# PROBLEM
Among the lines of the entries below, count those containing the word "enumerate" and answer with the number only.
════════
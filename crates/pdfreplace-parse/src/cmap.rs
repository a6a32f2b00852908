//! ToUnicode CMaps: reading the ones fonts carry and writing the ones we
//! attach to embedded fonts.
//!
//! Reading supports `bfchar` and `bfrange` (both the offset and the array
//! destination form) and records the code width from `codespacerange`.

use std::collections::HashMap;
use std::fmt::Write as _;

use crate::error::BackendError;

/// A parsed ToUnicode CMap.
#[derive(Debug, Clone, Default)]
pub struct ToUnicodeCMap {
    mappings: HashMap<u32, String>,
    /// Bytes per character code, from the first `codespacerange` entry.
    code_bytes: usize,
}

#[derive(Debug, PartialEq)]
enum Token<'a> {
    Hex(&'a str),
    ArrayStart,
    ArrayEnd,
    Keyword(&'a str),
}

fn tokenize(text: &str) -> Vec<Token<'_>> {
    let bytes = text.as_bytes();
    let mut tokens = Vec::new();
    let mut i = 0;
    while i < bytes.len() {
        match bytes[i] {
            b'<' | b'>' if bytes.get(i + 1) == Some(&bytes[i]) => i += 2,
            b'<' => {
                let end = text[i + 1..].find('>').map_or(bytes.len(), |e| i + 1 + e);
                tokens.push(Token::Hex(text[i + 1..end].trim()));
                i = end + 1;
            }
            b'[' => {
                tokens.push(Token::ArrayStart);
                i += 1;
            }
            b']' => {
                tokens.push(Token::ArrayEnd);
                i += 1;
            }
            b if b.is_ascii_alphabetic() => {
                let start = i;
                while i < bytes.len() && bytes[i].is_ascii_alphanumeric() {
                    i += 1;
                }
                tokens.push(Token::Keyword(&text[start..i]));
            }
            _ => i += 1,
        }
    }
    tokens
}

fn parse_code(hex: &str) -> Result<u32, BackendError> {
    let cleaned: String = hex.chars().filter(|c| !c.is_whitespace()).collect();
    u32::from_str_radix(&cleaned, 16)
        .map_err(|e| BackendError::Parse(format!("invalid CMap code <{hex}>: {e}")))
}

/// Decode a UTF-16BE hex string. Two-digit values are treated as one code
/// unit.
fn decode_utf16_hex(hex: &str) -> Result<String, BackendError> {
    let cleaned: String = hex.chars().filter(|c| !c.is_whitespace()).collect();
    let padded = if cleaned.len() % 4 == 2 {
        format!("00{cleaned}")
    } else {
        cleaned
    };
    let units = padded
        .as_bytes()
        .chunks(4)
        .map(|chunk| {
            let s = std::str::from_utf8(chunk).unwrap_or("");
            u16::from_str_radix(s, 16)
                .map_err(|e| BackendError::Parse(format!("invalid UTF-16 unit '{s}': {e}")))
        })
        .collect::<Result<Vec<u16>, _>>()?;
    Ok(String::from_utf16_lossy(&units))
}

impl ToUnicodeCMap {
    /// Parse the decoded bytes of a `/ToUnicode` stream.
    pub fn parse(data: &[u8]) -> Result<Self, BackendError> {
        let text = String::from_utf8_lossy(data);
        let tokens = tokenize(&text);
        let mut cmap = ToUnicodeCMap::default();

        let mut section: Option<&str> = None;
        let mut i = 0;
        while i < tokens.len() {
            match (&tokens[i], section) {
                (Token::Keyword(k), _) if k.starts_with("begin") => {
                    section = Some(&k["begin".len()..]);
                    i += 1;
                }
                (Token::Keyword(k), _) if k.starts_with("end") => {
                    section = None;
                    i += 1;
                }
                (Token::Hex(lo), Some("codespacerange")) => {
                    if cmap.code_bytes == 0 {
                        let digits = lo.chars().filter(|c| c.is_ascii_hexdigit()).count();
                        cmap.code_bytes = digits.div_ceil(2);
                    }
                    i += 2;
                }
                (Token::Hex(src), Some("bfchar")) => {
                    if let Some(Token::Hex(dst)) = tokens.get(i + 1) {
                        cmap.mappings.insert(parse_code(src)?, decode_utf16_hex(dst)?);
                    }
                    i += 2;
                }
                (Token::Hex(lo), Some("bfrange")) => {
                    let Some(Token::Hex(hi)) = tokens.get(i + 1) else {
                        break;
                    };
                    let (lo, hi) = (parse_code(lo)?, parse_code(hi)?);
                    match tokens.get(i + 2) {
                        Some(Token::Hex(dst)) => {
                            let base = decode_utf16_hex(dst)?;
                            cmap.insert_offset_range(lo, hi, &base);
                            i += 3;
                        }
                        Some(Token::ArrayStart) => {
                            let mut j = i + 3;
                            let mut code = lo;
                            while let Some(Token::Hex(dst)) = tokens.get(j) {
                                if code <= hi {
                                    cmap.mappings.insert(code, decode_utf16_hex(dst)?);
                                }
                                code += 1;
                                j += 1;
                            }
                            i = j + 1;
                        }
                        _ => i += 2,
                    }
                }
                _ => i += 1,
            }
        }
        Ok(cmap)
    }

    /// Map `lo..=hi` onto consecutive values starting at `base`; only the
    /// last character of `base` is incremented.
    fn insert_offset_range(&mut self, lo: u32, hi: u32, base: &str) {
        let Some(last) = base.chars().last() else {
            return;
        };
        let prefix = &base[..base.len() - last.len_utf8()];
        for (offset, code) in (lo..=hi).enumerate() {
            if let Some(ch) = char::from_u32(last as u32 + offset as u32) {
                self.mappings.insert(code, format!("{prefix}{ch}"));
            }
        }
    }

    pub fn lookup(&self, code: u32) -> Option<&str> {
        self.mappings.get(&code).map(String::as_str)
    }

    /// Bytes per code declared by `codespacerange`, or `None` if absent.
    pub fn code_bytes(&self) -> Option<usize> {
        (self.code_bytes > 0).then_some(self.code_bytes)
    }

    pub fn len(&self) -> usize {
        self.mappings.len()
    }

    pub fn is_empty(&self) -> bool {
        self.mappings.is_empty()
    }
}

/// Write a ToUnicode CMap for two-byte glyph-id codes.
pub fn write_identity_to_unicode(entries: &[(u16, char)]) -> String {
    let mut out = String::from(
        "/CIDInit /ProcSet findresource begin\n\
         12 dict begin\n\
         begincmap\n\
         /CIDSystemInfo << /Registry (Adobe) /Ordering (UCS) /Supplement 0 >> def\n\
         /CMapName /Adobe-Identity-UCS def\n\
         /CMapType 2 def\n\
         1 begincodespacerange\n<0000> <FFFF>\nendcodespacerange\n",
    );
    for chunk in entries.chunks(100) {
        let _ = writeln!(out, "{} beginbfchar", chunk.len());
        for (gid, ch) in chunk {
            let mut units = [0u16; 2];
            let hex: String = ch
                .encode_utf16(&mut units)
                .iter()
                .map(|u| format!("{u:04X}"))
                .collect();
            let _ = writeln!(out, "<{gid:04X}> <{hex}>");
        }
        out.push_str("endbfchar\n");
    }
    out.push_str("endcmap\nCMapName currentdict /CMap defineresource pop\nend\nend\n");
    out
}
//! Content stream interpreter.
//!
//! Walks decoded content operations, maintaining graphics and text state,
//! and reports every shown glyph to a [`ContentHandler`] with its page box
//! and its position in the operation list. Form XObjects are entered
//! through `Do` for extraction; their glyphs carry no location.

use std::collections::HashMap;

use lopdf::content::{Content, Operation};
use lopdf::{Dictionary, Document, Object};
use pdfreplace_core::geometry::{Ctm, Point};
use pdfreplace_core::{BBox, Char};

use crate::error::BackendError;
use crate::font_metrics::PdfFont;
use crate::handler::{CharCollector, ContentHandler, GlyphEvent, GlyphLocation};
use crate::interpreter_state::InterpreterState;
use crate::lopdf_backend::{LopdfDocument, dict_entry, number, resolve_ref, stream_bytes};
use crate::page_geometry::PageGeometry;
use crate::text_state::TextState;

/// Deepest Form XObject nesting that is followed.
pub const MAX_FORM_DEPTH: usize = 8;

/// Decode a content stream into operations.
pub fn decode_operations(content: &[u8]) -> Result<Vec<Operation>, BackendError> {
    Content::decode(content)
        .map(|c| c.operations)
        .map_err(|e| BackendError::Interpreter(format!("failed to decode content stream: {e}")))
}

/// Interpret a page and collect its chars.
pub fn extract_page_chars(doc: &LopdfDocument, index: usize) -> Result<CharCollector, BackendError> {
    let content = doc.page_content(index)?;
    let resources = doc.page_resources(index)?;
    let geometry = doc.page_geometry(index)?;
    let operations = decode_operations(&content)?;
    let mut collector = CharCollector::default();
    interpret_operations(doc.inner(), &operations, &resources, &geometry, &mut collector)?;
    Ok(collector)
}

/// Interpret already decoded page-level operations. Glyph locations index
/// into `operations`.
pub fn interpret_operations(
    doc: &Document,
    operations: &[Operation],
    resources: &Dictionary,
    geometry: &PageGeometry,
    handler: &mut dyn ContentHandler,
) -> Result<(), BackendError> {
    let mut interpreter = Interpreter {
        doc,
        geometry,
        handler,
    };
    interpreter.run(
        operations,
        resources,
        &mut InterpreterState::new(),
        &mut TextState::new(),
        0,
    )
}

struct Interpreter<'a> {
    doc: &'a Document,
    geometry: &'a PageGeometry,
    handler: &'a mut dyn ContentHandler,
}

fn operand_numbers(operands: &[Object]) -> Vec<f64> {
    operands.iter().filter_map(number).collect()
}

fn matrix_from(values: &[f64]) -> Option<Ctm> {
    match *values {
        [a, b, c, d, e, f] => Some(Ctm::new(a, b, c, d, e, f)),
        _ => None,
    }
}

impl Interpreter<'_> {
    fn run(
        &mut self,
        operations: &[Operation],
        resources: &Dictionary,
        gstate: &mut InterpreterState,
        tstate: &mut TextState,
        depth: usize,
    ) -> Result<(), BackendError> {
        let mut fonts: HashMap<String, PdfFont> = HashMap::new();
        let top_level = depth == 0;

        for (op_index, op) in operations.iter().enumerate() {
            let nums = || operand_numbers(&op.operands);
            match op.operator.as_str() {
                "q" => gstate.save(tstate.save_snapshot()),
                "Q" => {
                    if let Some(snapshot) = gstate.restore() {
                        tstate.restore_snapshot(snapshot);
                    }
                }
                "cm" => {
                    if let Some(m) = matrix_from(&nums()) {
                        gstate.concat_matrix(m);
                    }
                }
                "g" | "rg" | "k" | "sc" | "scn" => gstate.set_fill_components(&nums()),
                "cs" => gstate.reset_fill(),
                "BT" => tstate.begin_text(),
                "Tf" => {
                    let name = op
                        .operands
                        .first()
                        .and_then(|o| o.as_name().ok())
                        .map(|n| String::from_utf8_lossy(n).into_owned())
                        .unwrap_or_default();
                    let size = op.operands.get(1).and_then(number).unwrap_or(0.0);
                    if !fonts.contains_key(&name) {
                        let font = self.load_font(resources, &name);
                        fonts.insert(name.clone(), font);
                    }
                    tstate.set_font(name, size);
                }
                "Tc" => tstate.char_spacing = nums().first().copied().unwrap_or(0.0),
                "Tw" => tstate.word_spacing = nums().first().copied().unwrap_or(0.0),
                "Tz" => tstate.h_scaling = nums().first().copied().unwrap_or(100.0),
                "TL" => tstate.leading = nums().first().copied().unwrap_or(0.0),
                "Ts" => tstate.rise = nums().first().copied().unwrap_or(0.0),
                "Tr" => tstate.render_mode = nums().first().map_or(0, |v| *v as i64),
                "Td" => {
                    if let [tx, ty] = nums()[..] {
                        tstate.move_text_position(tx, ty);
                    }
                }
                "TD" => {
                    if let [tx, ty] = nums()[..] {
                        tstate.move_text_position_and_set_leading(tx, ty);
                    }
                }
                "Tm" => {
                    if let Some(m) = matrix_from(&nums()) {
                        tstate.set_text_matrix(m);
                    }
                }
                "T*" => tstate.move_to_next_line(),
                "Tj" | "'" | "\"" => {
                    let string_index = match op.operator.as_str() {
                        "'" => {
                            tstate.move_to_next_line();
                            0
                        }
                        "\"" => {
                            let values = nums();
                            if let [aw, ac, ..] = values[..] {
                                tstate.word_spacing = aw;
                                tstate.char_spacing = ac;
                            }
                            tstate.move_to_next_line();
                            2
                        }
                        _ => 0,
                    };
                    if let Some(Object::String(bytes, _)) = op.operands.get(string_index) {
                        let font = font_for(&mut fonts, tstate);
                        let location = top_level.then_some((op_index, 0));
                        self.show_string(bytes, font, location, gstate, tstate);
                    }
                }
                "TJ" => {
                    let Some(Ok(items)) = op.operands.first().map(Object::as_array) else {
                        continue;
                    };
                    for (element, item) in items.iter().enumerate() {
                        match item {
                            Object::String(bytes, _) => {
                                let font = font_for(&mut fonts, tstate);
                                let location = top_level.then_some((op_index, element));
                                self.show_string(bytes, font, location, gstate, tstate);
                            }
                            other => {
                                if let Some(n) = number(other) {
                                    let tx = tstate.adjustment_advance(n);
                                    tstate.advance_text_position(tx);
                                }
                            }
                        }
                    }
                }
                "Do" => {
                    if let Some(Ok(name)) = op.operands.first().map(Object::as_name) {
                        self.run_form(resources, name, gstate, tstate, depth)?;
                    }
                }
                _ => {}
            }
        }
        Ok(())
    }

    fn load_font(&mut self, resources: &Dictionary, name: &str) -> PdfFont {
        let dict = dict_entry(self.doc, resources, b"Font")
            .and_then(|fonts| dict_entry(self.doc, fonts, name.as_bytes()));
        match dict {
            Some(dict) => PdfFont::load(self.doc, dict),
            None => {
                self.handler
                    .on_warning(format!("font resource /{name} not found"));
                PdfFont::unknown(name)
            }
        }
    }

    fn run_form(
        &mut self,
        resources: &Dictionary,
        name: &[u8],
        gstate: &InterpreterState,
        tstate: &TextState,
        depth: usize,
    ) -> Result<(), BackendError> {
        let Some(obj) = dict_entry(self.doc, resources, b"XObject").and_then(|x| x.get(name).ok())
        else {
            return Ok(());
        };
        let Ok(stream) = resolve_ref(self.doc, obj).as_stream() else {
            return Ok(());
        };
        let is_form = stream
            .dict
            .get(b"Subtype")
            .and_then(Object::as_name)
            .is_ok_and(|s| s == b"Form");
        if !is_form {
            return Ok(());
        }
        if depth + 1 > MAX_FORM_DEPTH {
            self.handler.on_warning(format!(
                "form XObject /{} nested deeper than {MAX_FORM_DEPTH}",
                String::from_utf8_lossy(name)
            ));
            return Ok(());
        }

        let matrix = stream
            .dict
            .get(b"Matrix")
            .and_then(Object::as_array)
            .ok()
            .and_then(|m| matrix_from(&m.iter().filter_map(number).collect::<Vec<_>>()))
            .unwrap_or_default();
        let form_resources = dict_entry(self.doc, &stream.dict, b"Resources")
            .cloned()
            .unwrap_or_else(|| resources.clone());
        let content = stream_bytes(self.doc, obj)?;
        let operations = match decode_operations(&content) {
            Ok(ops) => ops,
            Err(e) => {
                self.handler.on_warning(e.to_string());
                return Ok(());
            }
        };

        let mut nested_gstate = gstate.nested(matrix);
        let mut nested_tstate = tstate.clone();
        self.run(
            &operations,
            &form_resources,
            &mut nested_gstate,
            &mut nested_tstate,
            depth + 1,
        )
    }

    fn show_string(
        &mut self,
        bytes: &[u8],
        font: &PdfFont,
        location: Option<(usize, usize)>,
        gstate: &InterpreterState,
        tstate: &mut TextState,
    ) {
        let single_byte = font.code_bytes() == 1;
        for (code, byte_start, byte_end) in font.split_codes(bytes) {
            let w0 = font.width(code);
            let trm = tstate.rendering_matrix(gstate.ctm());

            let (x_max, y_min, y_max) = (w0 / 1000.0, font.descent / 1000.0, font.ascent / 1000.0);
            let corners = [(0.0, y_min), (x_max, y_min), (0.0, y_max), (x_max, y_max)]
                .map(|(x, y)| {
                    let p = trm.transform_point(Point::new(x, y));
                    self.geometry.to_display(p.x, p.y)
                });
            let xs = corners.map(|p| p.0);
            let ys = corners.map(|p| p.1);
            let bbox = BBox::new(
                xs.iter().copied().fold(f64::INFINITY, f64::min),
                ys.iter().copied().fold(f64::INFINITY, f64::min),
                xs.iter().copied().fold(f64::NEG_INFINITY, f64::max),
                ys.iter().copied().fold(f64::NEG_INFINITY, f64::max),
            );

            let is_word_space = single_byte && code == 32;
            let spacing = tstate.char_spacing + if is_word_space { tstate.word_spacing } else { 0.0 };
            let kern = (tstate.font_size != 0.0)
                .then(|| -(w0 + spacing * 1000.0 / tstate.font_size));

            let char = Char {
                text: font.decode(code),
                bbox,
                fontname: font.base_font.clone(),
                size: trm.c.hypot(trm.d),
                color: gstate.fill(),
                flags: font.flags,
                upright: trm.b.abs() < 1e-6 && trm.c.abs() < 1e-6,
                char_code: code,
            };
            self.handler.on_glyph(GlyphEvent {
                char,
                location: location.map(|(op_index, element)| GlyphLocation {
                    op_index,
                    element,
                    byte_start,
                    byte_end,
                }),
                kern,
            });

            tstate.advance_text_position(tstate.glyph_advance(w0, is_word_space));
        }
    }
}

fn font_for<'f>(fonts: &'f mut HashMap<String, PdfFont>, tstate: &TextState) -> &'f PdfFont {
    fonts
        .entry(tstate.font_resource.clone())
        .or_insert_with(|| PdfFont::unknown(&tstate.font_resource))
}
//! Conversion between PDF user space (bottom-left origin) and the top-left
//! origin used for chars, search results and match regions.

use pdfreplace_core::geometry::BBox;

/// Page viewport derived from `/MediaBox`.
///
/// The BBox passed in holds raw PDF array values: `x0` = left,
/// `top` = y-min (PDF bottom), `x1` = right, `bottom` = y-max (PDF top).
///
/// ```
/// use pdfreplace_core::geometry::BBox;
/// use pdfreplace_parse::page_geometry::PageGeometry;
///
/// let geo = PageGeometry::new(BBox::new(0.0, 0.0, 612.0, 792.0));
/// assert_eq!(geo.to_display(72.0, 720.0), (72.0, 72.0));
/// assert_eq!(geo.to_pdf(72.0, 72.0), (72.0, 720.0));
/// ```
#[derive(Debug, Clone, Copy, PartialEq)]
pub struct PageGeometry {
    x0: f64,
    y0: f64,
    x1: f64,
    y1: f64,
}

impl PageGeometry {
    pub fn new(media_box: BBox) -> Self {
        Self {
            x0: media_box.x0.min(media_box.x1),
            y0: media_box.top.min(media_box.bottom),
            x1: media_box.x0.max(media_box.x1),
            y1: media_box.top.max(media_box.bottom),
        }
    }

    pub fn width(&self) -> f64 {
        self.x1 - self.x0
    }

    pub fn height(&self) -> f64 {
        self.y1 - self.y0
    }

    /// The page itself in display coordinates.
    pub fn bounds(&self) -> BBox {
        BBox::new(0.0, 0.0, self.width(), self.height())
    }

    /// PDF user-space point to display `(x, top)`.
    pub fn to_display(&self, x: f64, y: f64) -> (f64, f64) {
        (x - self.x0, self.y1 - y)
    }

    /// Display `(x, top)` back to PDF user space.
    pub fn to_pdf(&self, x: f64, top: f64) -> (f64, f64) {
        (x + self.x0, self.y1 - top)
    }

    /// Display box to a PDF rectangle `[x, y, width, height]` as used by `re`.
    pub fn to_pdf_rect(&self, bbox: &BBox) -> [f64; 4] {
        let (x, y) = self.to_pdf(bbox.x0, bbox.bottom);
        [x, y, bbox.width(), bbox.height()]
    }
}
════════
# SOLUTION TO THIS PROBLEM
3